11.The third issue submitted on by the Appellant was that the trial court erred in awarding special damages for funeral expenses yet the same was never pleaded hence violating the well-established principles that parties are bound by their pleadings and that special damages must be specifically pleaded and proved.
12.The Respondent on his part identified and addressed two issues. On the first issue as to whether the trial court erred in finding the Appellant 100% liable for the accident, the Respondent submitted that the evidence on record clearly showed that the Appellant’s driver was to blame for the accident. According to the Respondent, in the absence of controverting evidence from the Appellant, the magistrate was bound to find that the Appellant was 100% liable. The submissions were supported by reference to, among other decisions, the cases of Ephantus Mwangi v Wambugu (as cited in Shreeji Enterprises Limited v John Mungai Chai [2018] eKLR); William Kabogo v George Thuo [2010] eKLR; Zumtel Communications Ltd v DM (minor suing through the father and next friend of MMI) [2021] eKLR; and CMC Aviation Ltd v Kenya Airways Ltd (Cruisar Ltd) [1978] eKLR.
13.The second issue submitted upon by the Respondent is whether the trial court complied with the law in the assessment and award of damages. According to the Respondent, the award of Kshs. 100,000/= for pain and suffering was correct in that it was based on the fact that the deceased died over five hours after the accident and not immediately. On the award for the loss of expectation of life, the Respondent submitted that the award of Kshs. 100,000/= was reasonable and within the limits set in recent judicial decisions. Reliance was placed on the case of Benedeta Wanjiku Kimani v Changwon Cheboi & another [2013] eKLR in support of the award of Kshs. 100,000/= on each of the two heads.
14.As for the award of Kshs. 2,500,000/= for loss of dependency, the Respondent submitted that the award was not misinformed as all the factors taken into account by the trial court were proved. The Respondent submitted that as was held in Oshivji Kuvenji & another v James Mohammed Ongenge [2012] eKLR, the Kenyan courts have not adopted a uniform principle on how to tabulate general damages where the deceased is a minor and that the courts have used the multiplier approach or the global sum method in assessing damages. According to the Respondent, the class teacher of the deceased had produced a report showing that the deceased was bright and disciplined hence the award for loss of dependency was valid.
15.On the award of the funeral expenses, the Respondent submitted that the same was pleaded and that in some instances, courts make awards for funeral expenses even if the same is not specifically proved. This submission was supported by reference to the decisions in Ayiga Maruja & another v Simeon Obayo [2005] eKLR and Peter Ngari Njue v Alchanger Njue Kithogo & Josphat Njue (Suing as Legal Representatives of Eugenio Muchori Njue-Deceased) [2019] eKLR.
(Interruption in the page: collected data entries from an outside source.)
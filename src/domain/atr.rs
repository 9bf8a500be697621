//! Average True Range.
//!
//! True range is undefined on the first row (no previous close). The ATR is a
//! running (Wilder) moving average with alpha = 1/periods:
//! `atr[i] = atr[i-1] + alpha * (tr[i] - atr[i-1])`, started from the first
//! true range and reported once `periods` true ranges have been observed, so
//! rows `0..periods` carry no value.

use crate::domain::bar::Bar;
use crate::domain::series::OhlcSeries;

#[derive(Debug, Clone, Copy, PartialEq)]
pub struct AtrRow {
    pub bar: Bar,
    pub true_range: Option<f64>,
    pub atr: Option<f64>,
}

#[derive(Debug, Clone, PartialEq)]
pub struct AtrSeries {
    pub periods: usize,
    pub rows: Vec<AtrRow>,
}

impl AtrSeries {
    pub fn len(&self) -> usize {
        self.rows.len()
    }

    pub fn is_empty(&self) -> bool {
        self.rows.is_empty()
    }

    pub fn values(&self) -> Vec<Option<f64>> {
        self.rows.iter().map(|r| r.atr).collect()
    }
}

pub fn true_ranges(series: &OhlcSeries) -> Vec<Option<f64>> {
    let bars = series.bars();
    let mut out = Vec::with_capacity(bars.len());
    for (i, bar) in bars.iter().enumerate() {
        if i == 0 {
            out.push(None);
        } else {
            out.push(Some(bar.true_range(bars[i - 1].close)));
        }
    }
    out
}

/// ATR over `series`. Never fails: with too little history (or `periods == 0`)
/// every `atr` is `None`.
pub fn compute_atr(series: &OhlcSeries, periods: usize) -> AtrSeries {
    let ranges = true_ranges(series);
    let mut rows = Vec::with_capacity(ranges.len());

    let alpha = if periods == 0 {
        0.0
    } else {
        1.0 / periods as f64
    };
    let mut running: Option<f64> = None;
    let mut observed = 0usize;

    for (bar, tr) in series.bars().iter().zip(ranges) {
        if let Some(tr) = tr {
            observed += 1;
            running = Some(match running {
                None => tr,
                Some(prev) => prev + alpha * (tr - prev),
            });
        }

        let atr = if periods > 0 && observed >= periods {
            running
        } else {
            None
        };

        rows.push(AtrRow {
            bar: *bar,
            true_range: tr,
            atr,
        });
    }

    AtrSeries { periods, rows }
}
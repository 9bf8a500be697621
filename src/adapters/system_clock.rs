//! Local wall clock.

use chrono::{Local, NaiveDateTime};

use crate::ports::clock_port::ClockPort;

#[derive(Debug, Default, Clone, Copy)]
pub struct SystemClock;

impl ClockPort for SystemClock {
    fn now(&self) -> NaiveDateTime {
        Local::now().naive_local()
    }
}
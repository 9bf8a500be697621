//! Source → data feed lookup, plus asset resolution through the cache.

use std::collections::HashMap;
use std::sync::Arc;

use tracing::debug;

use crate::domain::asset::{Asset, Source};
use crate::domain::error::TrendstopError;
use crate::ports::asset_cache_port::AssetCachePort;
use crate::ports::data_feed_port::DataFeedPort;

/// Long-lived feeds keyed by source. Cloning shares the feeds.
#[derive(Clone, Default)]
pub struct FeedRegistry {
    feeds: HashMap<Source, Arc<dyn DataFeedPort>>,
}

impl FeedRegistry {
    pub fn new() -> Self {
        Self::default()
    }

    pub fn register(&mut self, source: Source, feed: Arc<dyn DataFeedPort>) {
        self.feeds.insert(source, feed);
    }

    pub fn with(mut self, source: Source, feed: Arc<dyn DataFeedPort>) -> Self {
        self.register(source, feed);
        self
    }

    pub fn feed(&self, source: Source) -> Result<&Arc<dyn DataFeedPort>, TrendstopError> {
        self.feeds.get(&source).ok_or_else(|| {
            TrendstopError::feed(source.prefix(), "no data feed configured for source")
        })
    }
}

impl std::fmt::Debug for FeedRegistry {
    fn fmt(&self, f: &mut std::fmt::Formatter<'_>) -> std::fmt::Result {
        f.debug_struct("FeedRegistry")
            .field("sources", &self.feeds.keys().collect::<Vec<_>>())
            .finish()
    }
}

/// Looks the asset up in the cache; on a miss asks its feed for the name and
/// stores the result.
pub fn resolve_asset(
    fqn_id: &str,
    cache: &dyn AssetCachePort,
    registry: &FeedRegistry,
) -> Result<Asset, TrendstopError> {
    let (source, source_id) = Asset::parse_fqn_id(fqn_id)?;

    if let Some(asset) = cache.get(fqn_id) {
        debug!(asset_id = fqn_id, "found in cache");
        return Ok(asset);
    }

    debug!(asset_id = fqn_id, "not cached, asking the feed for its name");
    let name = registry.feed(source)?.retrieve_asset_name(&source_id)?;
    let asset = Asset::new(source, source_id).with_name(name);
    cache.put(asset.clone());
    Ok(asset)
}

#[cfg(test)]
mod tests {
    use super::*;
    use crate::domain::price::Price;
    use crate::domain::resolution::Resolution;
    use crate::domain::series::OhlcSeries;
    use std::sync::Mutex;
    use std::sync::atomic::{AtomicUsize, Ordering};

    struct NamedFeed {
        calls: AtomicUsize,
    }

    impl DataFeedPort for NamedFeed {
        fn retrieve_ohlc(&self, _: &str, _: Resolution) -> Result<OhlcSeries, TrendstopError> {
            Ok(OhlcSeries::empty())
        }

        fn retrieve_asset_name(&self, source_id: &str) -> Result<String, TrendstopError> {
            self.calls.fetch_add(1, Ordering::SeqCst);
            Ok(format!("Name of {source_id}"))
        }

        fn retrieve_price(&self, _: &str) -> Result<Price, TrendstopError> {
            Err(TrendstopError::feed("test", "no quotes"))
        }
    }

    #[derive(Default)]
    struct VecCache(Mutex<Vec<Asset>>);

    impl AssetCachePort for VecCache {
        fn get(&self, fqn_id: &str) -> Option<Asset> {
            self.0
                .lock()
                .unwrap()
                .iter()
                .find(|a| a.fqn_id() == fqn_id)
                .cloned()
        }

        fn put(&self, asset: Asset) {
            self.0.lock().unwrap().push(asset);
        }
    }

    #[test]
    fn missing_feed_is_a_feed_error() {
        let registry = FeedRegistry::new();
        assert!(matches!(
            registry.feed(Source::Kraken),
            Err(TrendstopError::Feed { origin, .. }) if origin == "KR"
        ));
    }

    #[test]
    fn resolve_asset_fetches_once_then_hits_cache() {
        let feed = Arc::new(NamedFeed {
            calls: AtomicUsize::new(0),
        });
        let registry = FeedRegistry::new().with(Source::Avanza, feed.clone());
        let cache = VecCache::default();

        let first = resolve_asset("AV:5269", &cache, &registry).unwrap();
        let second = resolve_asset("AV:5269", &cache, &registry).unwrap();

        assert_eq!(first.name.as_deref(), Some("Name of 5269"));
        assert_eq!(first, second);
        assert_eq!(feed.calls.load(Ordering::SeqCst), 1);
    }

    #[test]
    fn resolve_asset_rejects_bad_id() {
        let cache = VecCache::default();
        assert!(matches!(
            resolve_asset("nonsense", &cache, &FeedRegistry::new()),
            Err(TrendstopError::InvalidAssetId(_))
        ));
    }
}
16.This appeal will turn on two issues namely the determination of liability and the assessment of the damages. It is important to start be stating the elementary principle of law that a first appellate court is mandated to analyze and re-examine the evidence adduced in the trial and reach its own conclusions. However, in doing so, the court must be alive to the fact that unlike the trial court, it does not have the benefit of hearing and seeing the witnesses testify. For this statement of the law, the decision of the Court of Appeal in Abok James Odera T/A A.J. Odera & Associates v John Patrick Machira T/A Machira & Co. Advocates [2013] eKLR is apt.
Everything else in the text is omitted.